Another police source and an Interior Ministry official initially said more than 20 prisoners were killed, but a second official insisted there were 15 casualties in all, with some only wounded, and that these included one dead guard and one wounded officer.
Later, a source at Baghdad police headquarters said it was still unclear just how many people were killed, but that the first prisoner to seize a rifle had shot and killed six guards.
The various accounts converged in saying that the trouble began when the prisoner grabbed a weapon from one of the guards and shot him.
One Interior Ministry official said the guard was wounded while a second prisoner also took a machingun from another guard and shot him dead.
Prisoners have been found abused
A police source said the prisoners, being held at the Adala Iraqi army base – known to US forces as Camp Justice – in the northern Shia district of al-Kadhimiya, were on a morning recreation break when the incident began.
The first detainee to open fire managed to kill six armed guards before being shot and killed.
It was not clear how he had been able to kill so many.
At least three prisoners were unaccounted for and may have escaped, the police source said.
Doctors at a nearby hospital said they had received five bodies from the camp on Wednesday morning.
Prison conditions in Iraq have been a matter of controversy.
US officials have expressed disquiet since the discovery by US troops last month of dozens of abused Sunni Arab suspects in a secret bunker run by the Interior Ministry, which minority Sunnis accuse Shia sectarian militias of running .
The US military is holding about 14,000 Iraqis and say they will not transfer them to Iraqi custody until they are sure of better standards.
US troops were found to have abused prisoners in 2003 at Baghdad’s notorious Abu Ghraib prison. In other incidents, US troops have shot dead unarmed detainees during prison riots.

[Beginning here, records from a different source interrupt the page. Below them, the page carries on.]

impl TemplateEditor {
    /// Create an empty editor
    pub fn new() -> Self {
        Self::default()
    }

    /// Current sections, in order
    pub fn sections(&self) -> &[SectionRecord] {
        &self.sections
    }

    /// Whether the editor holds any sections
    pub fn is_empty(&self) -> bool {
        self.sections.is_empty()
    }

    /// Replace the current list with a fresh copy of a built-in template
    ///
    /// The copy is a deep clone: subsequent edits never mutate the shared
    /// static template data.
    ///
    /// # Errors
    ///
    /// Returns `BeatsmithError::Template` when the id names no built-in
    /// template.
    pub fn load_template(&mut self, id: &str) -> Result<()> {
        let tpl = find_template(id)
            .ok_or_else(|| BeatsmithError::Template(format!("unknown template: {}", id)))?;
        self.sections = tpl.sections.clone();
        Ok(())
    }

    /// Move the section at `from` to position `to`
    ///
    /// Standard list move semantics: the record is removed first and
    /// reinserted into the remaining list, so `to` is interpreted relative
    /// to the list after removal. Equal or out-of-bounds indices are a
    /// silent no-op.
    pub fn reorder(&mut self, from: usize, to: usize) {
        if from == to || from >= self.sections.len() || to >= self.sections.len() {
            return;
        }
        let record = self.sections.remove(from);
        self.sections.insert(to, record);
    }

    /// Append a blank section with a generated-unique identifier
    ///
    /// Returns the new section's id.
    pub fn insert_blank(&mut self) -> String {
        let id = Ulid::new().to_string();
        self.sections.push(SectionRecord {
            id: id.clone(),
            name: "New Section".to_string(),
            bars: 8,
            kind: SectionKind::Verse,
            description: "Custom added section.".to_string(),
        });
        id
    }

    /// Remove the section with the given identifier; no-op if absent
    pub fn remove(&mut self, id: &str) {
        self.sections.retain(|s| s.id != id);
    }

    /// Replace exactly one field of the matching record
    ///
    /// All other fields and the record's position are unchanged. Bar counts
    /// are coerced to an integer; non-numeric or negative input is rejected
    /// rather than stored.
    ///
    /// # Errors
    ///
    /// Returns `BeatsmithError::Template` when the id is unknown or the
    /// value cannot be coerced to the field's type.
    pub fn update_field(&mut self, id: &str, field: SectionField, value: &str) -> Result<()> {
        let record = self
            .sections
            .iter_mut()
            .find(|s| s.id == id)
            .ok_or_else(|| BeatsmithError::Template(format!("unknown section: {}", id)))?;

        match field {
            SectionField::Name => record.name = value.to_string(),
            SectionField::Bars => {
                record.bars = value.trim().parse::<u32>().map_err(|_| {
                    BeatsmithError::Template(format!("bar count must be a positive integer: {}", value))
                })?;
            }
            SectionField::Kind => record.kind = SectionKind::parse_str(value)?,
            SectionField::Description => record.description = value.to_string(),
        }
        Ok(())
    }

    /// Serialize the current list into bracketed-tag text
    ///
    /// Each record becomes `[Name: N Bars - Description]`, joined by
    /// newlines in current order. This is the sole bridge back into the
    /// prompt text the assistant consumes.
    pub fn serialize(&self) -> String {
        self.sections
            .iter()
            .map(|s| format!("[{}: {} Bars - {}]", s.name, s.bars, s.description))
            .collect::<Vec<_>>()
            .join("\n")
    }
}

An armed group in Iraq meanwhile released a video of a French engineer kidnapped three weeks ago and denounced the “illegal French presence” in the country.
Many foreigners have been
The video, an excerpt of which was aired on the Arab news channel Al-Arabiya, showed the hostage, identified as Bernard Planche, sitting on a chair with two armed men on either side of him.
“I am sorry for everything that has happened … I want to thank all those who are trying to help me,” Planche said.
He identified himself as “Bernard” and said he worked on water projects in Baghdad.
The name of a previous unknown armed group, called “Monitoring For Iraq,” was shown in the corner of the footage.
Al-Arabiya said the group on the tape said they opposed the “illegal French presence” in Iraq and demanded the withdrawal of French troops from the country.
France has not sent forces to Iraq.
Planche, an engineer working for a non-governmental organisation called AACCESS, was kidnapped on 5 December on his way to work at a water plant in downtown Baghdad.